== Segment start ==
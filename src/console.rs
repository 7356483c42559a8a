//! Interactive command console
//!
//! Text commands map one to one onto scheduler operations. A rejected
//! command prints an error and leaves the scheduler untouched.

use anyhow::{bail, Context, Result};
use std::fs;
use std::io::{BufRead, Write};
use std::path::PathBuf;
use std::str::FromStr;

use crate::simulation::{CarId, Direction, FleetScheduler, FleetState, Floor};

pub const HELP: &str = "\
Commands:
  tick [n]              advance the simulation n ticks (default 1)
  call <floor> <up|down> place a hall call
  press <car> <floor>   press a floor button inside a car
  status                show cars and pending calls
  save <path>           write the current state as JSON
  load <path>           replace the simulation with a saved state
  help                  show this text
  quit                  leave the console";

/// A parsed console command
#[derive(Debug, Clone, PartialEq, Eq)]
pub enum Command {
    Tick(u32),
    Call { floor: Floor, direction: Direction },
    Press { car: CarId, floor: Floor },
    Status,
    Save(PathBuf),
    Load(PathBuf),
    Help,
    Quit,
}

fn parse_number(word: Option<&str>, what: &str) -> Result<u32> {
    let word = word.with_context(|| format!("missing {}", what))?;
    word.parse::<u32>()
        .with_context(|| format!("invalid {} '{}'", what, word))
}

fn parse_direction(word: Option<&str>) -> Result<Direction> {
    let word = word.context("missing direction")?;
    match word.to_ascii_lowercase().as_str() {
        "up" | "u" => Ok(Direction::Up),
        "down" | "d" => Ok(Direction::Down),
        _ => bail!("invalid direction '{}' (expected up or down)", word),
    }
}

impl FromStr for Command {
    type Err = anyhow::Error;

    fn from_str(line: &str) -> Result<Self> {
        let mut words = line.split_whitespace();
        let keyword = words.next().context("empty command")?.to_ascii_lowercase();

        let command = match keyword.as_str() {
            "tick" => match words.next() {
                Some(count) => Command::Tick(parse_number(Some(count), "tick count")?),
                None => Command::Tick(1),
            },
            "call" => {
                let floor = parse_number(words.next(), "floor")?;
                let direction = parse_direction(words.next())?;
                Command::Call { floor, direction }
            }
            "press" => {
                let car = CarId(parse_number(words.next(), "car id")?);
                let floor = parse_number(words.next(), "floor")?;
                Command::Press { car, floor }
            }
            "status" => Command::Status,
            "save" => Command::Save(words.next().context("missing path")?.into()),
            "load" => Command::Load(words.next().context("missing path")?.into()),
            "help" | "?" => Command::Help,
            "quit" | "exit" => Command::Quit,
            other => bail!("unknown command '{}' (try 'help')", other),
        };

        if let Some(extra) = words.next() {
            bail!("unexpected argument '{}'", extra);
        }
        Ok(command)
    }
}

/// What the caller should do after a command ran
#[derive(Debug, Clone, PartialEq, Eq)]
pub enum Outcome {
    Continue(String),
    Quit,
}

/// Write a snapshot as pretty JSON
pub fn save_state(state: &FleetState, path: &std::path::Path) -> Result<()> {
    let json = serde_json::to_string_pretty(state).context("Failed to serialize state")?;
    fs::write(path, json).with_context(|| format!("Failed to write {}", path.display()))
}

/// Read a snapshot written by [`save_state`]
pub fn load_state(path: &std::path::Path) -> Result<FleetState> {
    let json =
        fs::read_to_string(path).with_context(|| format!("Failed to read {}", path.display()))?;
    serde_json::from_str(&json).with_context(|| format!("Failed to parse {}", path.display()))
}

/// Runs commands against a scheduler
pub struct Console {
    scheduler: FleetScheduler,
}

impl Console {
    pub fn new(scheduler: FleetScheduler) -> Self {
        Self { scheduler }
    }

    pub fn scheduler(&self) -> &FleetScheduler {
        &self.scheduler
    }

    pub fn into_scheduler(self) -> FleetScheduler {
        self.scheduler
    }

    pub fn execute(&mut self, command: Command) -> Result<Outcome> {
        let message = match command {
            Command::Tick(n) => {
                self.scheduler.tick(n);
                self.scheduler.status().to_string()
            }
            Command::Call { floor, direction } => {
                self.scheduler.request_call(floor, direction)?;
                format!("call placed at floor {} going {}", floor, direction)
            }
            Command::Press { car, floor } => {
                self.scheduler.assign_floor(car, floor)?;
                format!("car {} will stop at floor {}", car, floor)
            }
            Command::Status => self.scheduler.status().to_string(),
            Command::Save(path) => {
                save_state(&self.scheduler.current_state(), &path)?;
                format!("saved to {}", path.display())
            }
            Command::Load(path) => {
                let state = load_state(&path)?;
                self.scheduler
                    .restore(&state)
                    .with_context(|| format!("Invalid state in {}", path.display()))?;
                format!("loaded {}", path.display())
            }
            Command::Help => HELP.to_string(),
            Command::Quit => return Ok(Outcome::Quit),
        };
        Ok(Outcome::Continue(message))
    }

    /// Parse and run one line. Blank lines do nothing.
    pub fn execute_line(&mut self, line: &str) -> Result<Outcome> {
        if line.trim().is_empty() {
            return Ok(Outcome::Continue(String::new()));
        }
        let command: Command = line.parse()?;
        self.execute(command)
    }

    /// Read commands until `quit` or end of input
    pub fn run<R: BufRead, W: Write>(&mut self, input: R, mut output: W) -> Result<()> {
        write!(output, "> ")?;
        output.flush()?;

        for line in input.lines() {
            let line = line.context("Failed to read command")?;
            match self.execute_line(&line) {
                Ok(Outcome::Quit) => return Ok(()),
                Ok(Outcome::Continue(message)) => {
                    if !message.is_empty() {
                        writeln!(output, "{}", message)?;
                    }
                }
                Err(e) => writeln!(output, "error: {:#}", e)?,
            }
            write!(output, "> ")?;
            output.flush()?;
        }

        Ok(())
    }
}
== Segment end ==
• INSTRUCTIONS TO FOLLOW:
Send back the lines of the records word for word, from the very first through the line containing "press <car> <floor>".

• THE COMPLETED TASK:
filename src/console.rs
repository 7356483c42559a8a
//! Interactive command console
//!
//! Text commands map one to one onto scheduler operations. A rejected
//! command prints an error and leaves the scheduler untouched.

use anyhow::{bail, Context, Result};
use std::fs;
use std::io::{BufRead, Write};
use std::path::PathBuf;
use std::str::FromStr;

use crate::simulation::{CarId, Direction, FleetScheduler, FleetState, Floor};

pub const HELP: &str = "\
Commands:
  tick [n]              advance the simulation n ticks (default 1)
  call <floor> <up|down> place a hall call
  press <car> <floor>   press a floor button inside a car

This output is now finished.